PROBLEM DETAILS: Each record must appear in the answer exactly as given.

◆ ◆ ◆ ◆

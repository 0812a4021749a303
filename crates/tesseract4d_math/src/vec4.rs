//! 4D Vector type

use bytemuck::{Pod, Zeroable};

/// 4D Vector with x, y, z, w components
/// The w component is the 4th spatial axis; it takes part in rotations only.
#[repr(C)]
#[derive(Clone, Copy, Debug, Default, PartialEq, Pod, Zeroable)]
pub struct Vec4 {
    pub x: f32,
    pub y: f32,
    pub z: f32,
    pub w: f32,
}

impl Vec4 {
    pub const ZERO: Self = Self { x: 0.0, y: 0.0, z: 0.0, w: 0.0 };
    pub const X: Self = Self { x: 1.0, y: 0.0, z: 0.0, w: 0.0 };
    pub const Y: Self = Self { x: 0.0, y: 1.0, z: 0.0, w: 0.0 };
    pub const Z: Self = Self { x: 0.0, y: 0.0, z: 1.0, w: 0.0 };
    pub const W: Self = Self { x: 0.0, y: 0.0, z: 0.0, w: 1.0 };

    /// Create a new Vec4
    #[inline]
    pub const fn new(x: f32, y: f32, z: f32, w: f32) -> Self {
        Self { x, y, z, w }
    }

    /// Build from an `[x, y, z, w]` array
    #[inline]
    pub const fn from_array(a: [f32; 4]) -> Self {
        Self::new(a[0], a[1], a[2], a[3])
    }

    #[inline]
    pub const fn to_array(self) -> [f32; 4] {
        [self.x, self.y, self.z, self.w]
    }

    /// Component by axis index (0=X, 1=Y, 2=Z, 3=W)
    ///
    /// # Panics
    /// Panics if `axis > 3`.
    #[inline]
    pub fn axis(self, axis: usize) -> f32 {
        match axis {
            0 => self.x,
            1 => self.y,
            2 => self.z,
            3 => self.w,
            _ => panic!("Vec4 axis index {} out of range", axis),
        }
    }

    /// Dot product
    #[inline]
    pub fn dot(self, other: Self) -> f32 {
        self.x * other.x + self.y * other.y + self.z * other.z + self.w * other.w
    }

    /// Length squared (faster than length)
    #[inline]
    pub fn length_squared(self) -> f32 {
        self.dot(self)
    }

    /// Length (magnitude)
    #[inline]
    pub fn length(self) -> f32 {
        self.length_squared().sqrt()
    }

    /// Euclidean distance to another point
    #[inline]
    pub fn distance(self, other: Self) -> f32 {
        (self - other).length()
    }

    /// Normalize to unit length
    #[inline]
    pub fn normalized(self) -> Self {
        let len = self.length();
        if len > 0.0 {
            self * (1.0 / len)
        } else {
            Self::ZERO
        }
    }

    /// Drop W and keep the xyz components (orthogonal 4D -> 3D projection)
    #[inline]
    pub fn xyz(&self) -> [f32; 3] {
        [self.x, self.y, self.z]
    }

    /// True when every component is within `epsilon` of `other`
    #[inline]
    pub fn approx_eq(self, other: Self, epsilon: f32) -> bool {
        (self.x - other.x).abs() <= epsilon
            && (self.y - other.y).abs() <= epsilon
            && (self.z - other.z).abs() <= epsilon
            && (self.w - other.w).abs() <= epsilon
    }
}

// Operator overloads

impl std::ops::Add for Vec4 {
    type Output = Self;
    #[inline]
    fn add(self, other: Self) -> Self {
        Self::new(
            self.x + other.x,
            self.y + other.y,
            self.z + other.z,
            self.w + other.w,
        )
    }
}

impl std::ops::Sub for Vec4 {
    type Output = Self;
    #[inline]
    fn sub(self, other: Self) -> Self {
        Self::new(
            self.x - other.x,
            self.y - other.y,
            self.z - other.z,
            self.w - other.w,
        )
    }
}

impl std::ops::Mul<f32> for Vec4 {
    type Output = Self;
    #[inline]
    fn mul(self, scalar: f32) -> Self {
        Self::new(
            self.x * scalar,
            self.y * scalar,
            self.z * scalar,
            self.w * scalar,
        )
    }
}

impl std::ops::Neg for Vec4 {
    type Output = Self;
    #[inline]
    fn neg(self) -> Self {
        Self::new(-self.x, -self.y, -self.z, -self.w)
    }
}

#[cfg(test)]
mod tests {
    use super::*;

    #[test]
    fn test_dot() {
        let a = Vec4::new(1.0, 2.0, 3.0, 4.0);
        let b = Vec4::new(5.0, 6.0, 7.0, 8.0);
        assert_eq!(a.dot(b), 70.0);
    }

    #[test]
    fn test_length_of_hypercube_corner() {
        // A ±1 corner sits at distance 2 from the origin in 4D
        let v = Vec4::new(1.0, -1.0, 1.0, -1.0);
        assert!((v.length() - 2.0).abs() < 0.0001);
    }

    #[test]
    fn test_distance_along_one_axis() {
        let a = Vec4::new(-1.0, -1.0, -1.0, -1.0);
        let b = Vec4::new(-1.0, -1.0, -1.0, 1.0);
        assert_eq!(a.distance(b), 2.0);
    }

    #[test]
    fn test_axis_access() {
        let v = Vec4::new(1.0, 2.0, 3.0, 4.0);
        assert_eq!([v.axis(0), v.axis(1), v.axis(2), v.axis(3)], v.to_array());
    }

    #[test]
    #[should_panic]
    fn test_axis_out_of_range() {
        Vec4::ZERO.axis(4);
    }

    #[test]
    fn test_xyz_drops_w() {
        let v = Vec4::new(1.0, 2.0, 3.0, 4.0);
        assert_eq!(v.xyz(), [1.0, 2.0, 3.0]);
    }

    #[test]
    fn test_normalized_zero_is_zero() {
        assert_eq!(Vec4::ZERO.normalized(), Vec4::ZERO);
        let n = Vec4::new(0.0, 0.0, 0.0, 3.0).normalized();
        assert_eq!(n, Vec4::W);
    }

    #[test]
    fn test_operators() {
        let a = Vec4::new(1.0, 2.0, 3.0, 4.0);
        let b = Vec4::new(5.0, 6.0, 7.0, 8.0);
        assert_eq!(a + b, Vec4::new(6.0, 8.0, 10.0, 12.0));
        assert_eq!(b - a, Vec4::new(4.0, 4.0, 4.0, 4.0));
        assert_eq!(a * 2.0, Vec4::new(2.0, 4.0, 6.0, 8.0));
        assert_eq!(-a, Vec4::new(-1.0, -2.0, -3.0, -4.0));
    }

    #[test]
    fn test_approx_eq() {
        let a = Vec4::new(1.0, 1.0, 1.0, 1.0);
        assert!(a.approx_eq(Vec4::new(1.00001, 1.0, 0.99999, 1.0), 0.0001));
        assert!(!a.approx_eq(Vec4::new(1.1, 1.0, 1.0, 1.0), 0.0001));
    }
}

◆ ◆ ◆ ◆

RESPONSE:
repository 0812a4021749a303
filename crates/tesseract4d_math/src/vec4.rs
//! 4D Vector type

use bytemuck::{Pod, Zeroable};

/// 4D Vector with x, y, z, w components
/// The w component is the 4th spatial axis; it takes part in rotations only.
#[repr(C)]
#[derive(Clone, Copy, Debug, Default, PartialEq, Pod, Zeroable)]
pub struct Vec4 {
    pub x: f32,
    pub y: f32,
    pub z: f32,
    pub w: f32,
}

impl Vec4 {
    pub const ZERO: Self = Self { x: 0.0, y: 0.0, z: 0.0, w: 0.0 };
    pub const X: Self = Self { x: 1.0, y: 0.0, z: 0.0, w: 0.0 };
    pub const Y: Self = Self { x: 0.0, y: 1.0, z: 0.0, w: 0.0 };
    pub const Z: Self = Self { x: 0.0, y: 0.0, z: 1.0, w: 0.0 };
    pub const W: Self = Self { x: 0.0, y: 0.0, z: 0.0, w: 1.0 };

    /// Create a new Vec4
    #[inline]
    pub const fn new(x: f32, y: f32, z: f32, w: f32) -> Self {
        Self { x, y, z, w }
    }

    /// Build from an `[x, y, z, w]` array
    #[inline]
    pub const fn from_array(a: [f32; 4]) -> Self {
        Self::new(a[0], a[1], a[2], a[3])
    }

    #[inline]
    pub const fn to_array(self) -> [f32; 4] {
        [self.x, self.y, self.z, self.w]
    }

    /// Component by axis index (0=X, 1=Y, 2=Z, 3=W)
    ///
    /// # Panics
    /// Panics if `axis > 3`.
    #[inline]
    pub fn axis(self, axis: usize) -> f32 {
        match axis {
            0 => self.x,
            1 => self.y,
            2 => self.z,
            3 => self.w,
            _ => panic!("Vec4 axis index {} out of range", axis),
        }
    }

    /// Dot product
    #[inline]
    pub fn dot(self, other: Self) -> f32 {
        self.x * other.x + self.y * other.y + self.z * other.z + self.w * other.w
    }

    /// Length squared (faster than length)
    #[inline]
    pub fn length_squared(self) -> f32 {
        self.dot(self)
    }

    /// Length (magnitude)
    #[inline]
    pub fn length(self) -> f32 {
        self.length_squared().sqrt()
    }

    /// Euclidean distance to another point
    #[inline]
    pub fn distance(self, other: Self) -> f32 {
        (self - other).length()
    }

    /// Normalize to unit length
    #[inline]
    pub fn normalized(self) -> Self {
        let len = self.length();
        if len > 0.0 {
            self * (1.0 / len)
        } else {
            Self::ZERO
        }
    }

    /// Drop W and keep the xyz components (orthogonal 4D -> 3D projection)
    #[inline]
    pub fn xyz(&self) -> [f32; 3] {
        [self.x, self.y, self.z]
    }

    /// True when every component is within `epsilon` of `other`
    #[inline]
    pub fn approx_eq(self, other: Self, epsilon: f32) -> bool {
        (self.x - other.x).abs() <= epsilon
            && (self.y - other.y).abs() <= epsilon
            && (self.z - other.z).abs() <= epsilon
            && (self.w - other.w).abs() <= epsilon
    }
}

// Operator overloads

impl std::ops::Add for Vec4 {
    type Output = Self;
    #[inline]
    fn add(self, other: Self) -> Self {
        Self::new(
            self.x + other.x,
            self.y + other.y,
            self.z + other.z,
            self.w + other.w,
        )
    }
}

impl std::ops::Sub for Vec4 {
    type Output = Self;
    #[inline]
    fn sub(self, other: Self) -> Self {
        Self::new(
            self.x - other.x,
            self.y - other.y,
            self.z - other.z,
            self.w - other.w,
        )
    }
}

impl std::ops::Mul<f32> for Vec4 {
    type Output = Self;
    #[inline]
    fn mul(self, scalar: f32) -> Self {
        Self::new(
            self.x * scalar,
            self.y * scalar,
            self.z * scalar,
            self.w * scalar,
        )
    }
}

impl std::ops::Neg for Vec4 {
    type Output = Self;
    #[inline]
    fn neg(self) -> Self {
        Self::new(-self.x, -self.y, -self.z, -self.w)
    }
}

#[cfg(test)]
mod tests {
    use super::*;

    #[test]
    fn test_dot() {
        let a = Vec4::new(1.0, 2.0, 3.0, 4.0);
        let b = Vec4::new(5.0, 6.0, 7.0, 8.0);
        assert_eq!(a.dot(b), 70.0);
    }

    #[test]
    fn test_length_of_hypercube_corner() {
        // A ±1 corner sits at distance 2 from the origin in 4D
        let v = Vec4::new(1.0, -1.0, 1.0, -1.0);
        assert!((v.length() - 2.0).abs() < 0.0001);
    }

    #[test]
    fn test_distance_along_one_axis() {
        let a = Vec4::new(-1.0, -1.0, -1.0, -1.0);
        let b = Vec4::new(-1.0, -1.0, -1.0, 1.0);
        assert_eq!(a.distance(b), 2.0);
    }

    #[test]
    fn test_axis_access() {
        let v = Vec4::new(1.0, 2.0, 3.0, 4.0);
        assert_eq!([v.axis(0), v.axis(1), v.axis(2), v.axis(3)], v.to_array());
    }

    #[test]
    #[should_panic]
    fn test_axis_out_of_range() {
        Vec4::ZERO.axis(4);
    }

    #[test]
    fn test_xyz_drops_w() {
        let v = Vec4::new(1.0, 2.0, 3.0, 4.0);
        assert_eq!(v.xyz(), [1.0, 2.0, 3.0]);
    }

    #[test]
    fn test_normalized_zero_is_zero() {
        assert_eq!(Vec4::ZERO.normalized(), Vec4::ZERO);
        let n = Vec4::new(0.0, 0.0, 0.0, 3.0).normalized();
        assert_eq!(n, Vec4::W);
    }

    #[test]
    fn test_operators() {
        let a = Vec4::new(1.0, 2.0, 3.0, 4.0);
        let b = Vec4::new(5.0, 6.0, 7.0, 8.0);
        assert_eq!(a + b, Vec4::new(6.0, 8.0, 10.0, 12.0));
        assert_eq!(b - a, Vec4::new(4.0, 4.0, 4.0, 4.0));
        assert_eq!(a * 2.0, Vec4::new(2.0, 4.0, 6.0, 8.0));
        assert_eq!(-a, Vec4::new(-1.0, -2.0, -3.0, -4.0));
    }

    #[test]
    fn test_approx_eq() {
        let a = Vec4::new(1.0, 1.0, 1.0, 1.0);
        assert!(a.approx_eq(Vec4::new(1.00001, 1.0, 0.99999, 1.0), 0.0001));
        assert!(!a.approx_eq(Vec4::new(1.1, 1.0, 1.0, 1.0), 0.0001));
    }
}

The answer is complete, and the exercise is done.